— Recorded information —

┄┄┄┄┄┄┄┄┄┄┄┄┄┄┄┄┄┄┄┄

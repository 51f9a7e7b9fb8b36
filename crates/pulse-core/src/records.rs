//! Typed rows of the metrics store, one struct per table.
//!
//! Every row is scoped to a contractor through its key prefix; `contractor_id` is also
//! kept in the value so rows read back on their own.

use serde::{Deserialize, Serialize};

#[derive(Debug, Clone, PartialEq, Serialize, Deserialize)]
pub struct Contractor {
    pub id: String,
    pub name: String,
    #[serde(default)]
    pub logo: Option<String>,
    pub greeting_name: String,
}

#[derive(Debug, Clone, PartialEq, Serialize, Deserialize)]
pub struct User {
    pub contractor_id: String,
    pub name: String,
    pub email: String,
    pub role: String,
}

#[derive(Debug, Clone, PartialEq, Serialize, Deserialize)]
pub struct SalesData {
    pub contractor_id: String,
    pub period: String,
    pub revenue: f64,
    pub target: f64,
    pub projects: u32,
    pub avg_sale: f64,
    pub conversion_rate: f64,
    pub referral_conversion: f64,
    pub repeat_customer_rate: f64,
    pub upsell_rate: f64,
    pub avg_sales_cycle: f64,
    pub cancellations: u32,
    pub avg_install_length: f64,
}

#[derive(Debug, Clone, PartialEq, Serialize, Deserialize)]
pub struct RevenueMonthly {
    pub contractor_id: String,
    pub year: i32,
    pub month: u32,
    pub actual_revenue: f64,
    #[serde(default)]
    pub forecast_revenue: Option<f64>,
    #[serde(default)]
    pub department: Option<String>,
}

#[derive(Debug, Clone, PartialEq, Serialize, Deserialize)]
pub struct DepartmentPerf {
    pub contractor_id: String,
    pub department: String,
    pub revenue: f64,
    pub period: String,
}

#[derive(Debug, Clone, PartialEq, Serialize, Deserialize)]
pub struct TopRep {
    pub contractor_id: String,
    pub department: String,
    pub rep_name: String,
    pub amount: f64,
    pub period: String,
}

#[derive(Debug, Clone, PartialEq, Serialize, Deserialize)]
pub struct ProductMix {
    pub contractor_id: String,
    pub category: String,
    pub count: u32,
    pub period: String,
    #[serde(default)]
    pub department: Option<String>,
}

#[derive(Debug, Clone, PartialEq, Serialize, Deserialize)]
pub struct FundingHealth {
    pub contractor_id: String,
    pub period: String,
    pub approval_rate: f64,
    pub sales_pull_through: f64,
    pub total_delinquent: f64,
    pub delinquency_rate: f64,
    pub payment_status: String,
}

#[derive(Debug, Clone, PartialEq, Serialize, Deserialize)]
pub struct FicoDistribution {
    pub contractor_id: String,
    pub fico_range: String,
    pub approval_probability: f64,
    pub period: String,
}

#[derive(Debug, Clone, PartialEq, Serialize, Deserialize)]
pub struct LoanAmounts {
    pub contractor_id: String,
    pub period: String,
    pub avg_loan: f64,
    pub utilization_rate: f64,
    pub total_funded: f64,
}

#[derive(Debug, Clone, PartialEq, Serialize, Deserialize)]
pub struct PipelineStage {
    pub contractor_id: String,
    pub period: String,
    pub stage: String,
    pub count: u32,
    pub avg_days: f64,
    pub similar_contractor_avg_days: f64,
}

#[derive(Debug, Clone, PartialEq, Serialize, Deserialize)]
pub struct ExpiringLoans {
    pub contractor_id: String,
    pub period: String,
    pub expiring_pct: f64,
    pub expired_value: f64,
    pub active_inventory_days: f64,
}

#[derive(Debug, Clone, PartialEq, Serialize, Deserialize)]
pub struct ActionItem {
    pub contractor_id: String,
    pub stage: String,
    pub action_text: String,
    pub project_count: u32,
    pub risk_level: String,
    pub period: String,
}

#[derive(Debug, Clone, PartialEq, Serialize, Deserialize)]
pub struct Benchmark {
    pub contractor_id: String,
    pub metric_name: String,
    pub contractor_value: f64,
    pub peer_value: f64,
    pub period: String,
}

#[derive(Debug, Clone, PartialEq, Serialize, Deserialize)]
pub struct CustomerFeedback {
    pub contractor_id: String,
    pub period: String,
    pub would_recommend_pct: f64,
    pub neutral_pct: f64,
    pub would_not_recommend_pct: f64,
    pub open_issues: u32,
    pub defective_projects: u32,
    pub defective_rate: f64,
    pub escalations: u32,
}

#[derive(Debug, Clone, PartialEq, Serialize, Deserialize)]
pub struct TouchpointFeedback {
    pub contractor_id: String,
    pub period: String,
    pub touchpoint: String,
    pub recommend_pct: f64,
    pub neutral_pct: f64,
    pub not_recommend_pct: f64,
}

#[derive(Debug, Clone, PartialEq, Serialize, Deserialize)]
pub struct CustomerInsight {
    pub contractor_id: String,
    pub period: String,
    pub category: String,
    pub description: String,
}

/// Persisted insight. Appended after a successful generation; never updated.
#[derive(Debug, Clone, PartialEq, Serialize, Deserialize)]
pub struct StoredInsight {
    pub contractor_id: String,
    pub section: String,
    pub insight_type: String,
    pub title: String,
    pub content: String,
    /// Unix milliseconds (UTC).
    pub generated_at: i64,
}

┄┄┄┄┄┄┄┄┄┄┄┄┄┄┄┄┄┄┄┄

— Task prompt —
Set down all of the data above, word for word.

— Response to the task —
repository 51f9a7e7b9fb8b36
filename crates/pulse-core/src/records.rs
//! Typed rows of the metrics store, one struct per table.
//!
//! Every row is scoped to a contractor through its key prefix; `contractor_id` is also
//! kept in the value so rows read back on their own.

use serde::{Deserialize, Serialize};

#[derive(Debug, Clone, PartialEq, Serialize, Deserialize)]
pub struct Contractor {
    pub id: String,
    pub name: String,
    #[serde(default)]
    pub logo: Option<String>,
    pub greeting_name: String,
}

#[derive(Debug, Clone, PartialEq, Serialize, Deserialize)]
pub struct User {
    pub contractor_id: String,
    pub name: String,
    pub email: String,
    pub role: String,
}

#[derive(Debug, Clone, PartialEq, Serialize, Deserialize)]
pub struct SalesData {
    pub contractor_id: String,
    pub period: String,
    pub revenue: f64,
    pub target: f64,
    pub projects: u32,
    pub avg_sale: f64,
    pub conversion_rate: f64,
    pub referral_conversion: f64,
    pub repeat_customer_rate: f64,
    pub upsell_rate: f64,
    pub avg_sales_cycle: f64,
    pub cancellations: u32,
    pub avg_install_length: f64,
}

#[derive(Debug, Clone, PartialEq, Serialize, Deserialize)]
pub struct RevenueMonthly {
    pub contractor_id: String,
    pub year: i32,
    pub month: u32,
    pub actual_revenue: f64,
    #[serde(default)]
    pub forecast_revenue: Option<f64>,
    #[serde(default)]
    pub department: Option<String>,
}

#[derive(Debug, Clone, PartialEq, Serialize, Deserialize)]
pub struct DepartmentPerf {
    pub contractor_id: String,
    pub department: String,
    pub revenue: f64,
    pub period: String,
}

#[derive(Debug, Clone, PartialEq, Serialize, Deserialize)]
pub struct TopRep {
    pub contractor_id: String,
    pub department: String,
    pub rep_name: String,
    pub amount: f64,
    pub period: String,
}

#[derive(Debug, Clone, PartialEq, Serialize, Deserialize)]
pub struct ProductMix {
    pub contractor_id: String,
    pub category: String,
    pub count: u32,
    pub period: String,
    #[serde(default)]
    pub department: Option<String>,
}

#[derive(Debug, Clone, PartialEq, Serialize, Deserialize)]
pub struct FundingHealth {
    pub contractor_id: String,
    pub period: String,
    pub approval_rate: f64,
    pub sales_pull_through: f64,
    pub total_delinquent: f64,
    pub delinquency_rate: f64,
    pub payment_status: String,
}

#[derive(Debug, Clone, PartialEq, Serialize, Deserialize)]
pub struct FicoDistribution {
    pub contractor_id: String,
    pub fico_range: String,
    pub approval_probability: f64,
    pub period: String,
}

#[derive(Debug, Clone, PartialEq, Serialize, Deserialize)]
pub struct LoanAmounts {
    pub contractor_id: String,
    pub period: String,
    pub avg_loan: f64,
    pub utilization_rate: f64,
    pub total_funded: f64,
}

#[derive(Debug, Clone, PartialEq, Serialize, Deserialize)]
pub struct PipelineStage {
    pub contractor_id: String,
    pub period: String,
    pub stage: String,
    pub count: u32,
    pub avg_days: f64,
    pub similar_contractor_avg_days: f64,
}

#[derive(Debug, Clone, PartialEq, Serialize, Deserialize)]
pub struct ExpiringLoans {
    pub contractor_id: String,
    pub period: String,
    pub expiring_pct: f64,
    pub expired_value: f64,
    pub active_inventory_days: f64,
}

#[derive(Debug, Clone, PartialEq, Serialize, Deserialize)]
pub struct ActionItem {
    pub contractor_id: String,
    pub stage: String,
    pub action_text: String,
    pub project_count: u32,
    pub risk_level: String,
    pub period: String,
}

#[derive(Debug, Clone, PartialEq, Serialize, Deserialize)]
pub struct Benchmark {
    pub contractor_id: String,
    pub metric_name: String,
    pub contractor_value: f64,
    pub peer_value: f64,
    pub period: String,
}

#[derive(Debug, Clone, PartialEq, Serialize, Deserialize)]
pub struct CustomerFeedback {
    pub contractor_id: String,
    pub period: String,
    pub would_recommend_pct: f64,
    pub neutral_pct: f64,
    pub would_not_recommend_pct: f64,
    pub open_issues: u32,
    pub defective_projects: u32,
    pub defective_rate: f64,
    pub escalations: u32,
}

#[derive(Debug, Clone, PartialEq, Serialize, Deserialize)]
pub struct TouchpointFeedback {
    pub contractor_id: String,
    pub period: String,
    pub touchpoint: String,
    pub recommend_pct: f64,
    pub neutral_pct: f64,
    pub not_recommend_pct: f64,
}

#[derive(Debug, Clone, PartialEq, Serialize, Deserialize)]
pub struct CustomerInsight {
    pub contractor_id: String,
    pub period: String,
    pub category: String,
    pub description: String,
}

/// Persisted insight. Appended after a successful generation; never updated.
#[derive(Debug, Clone, PartialEq, Serialize, Deserialize)]
pub struct StoredInsight {
    pub contractor_id: String,
    pub section: String,
    pub insight_type: String,
    pub title: String,
    pub content: String,
    /// Unix milliseconds (UTC).
    pub generated_at: i64,
}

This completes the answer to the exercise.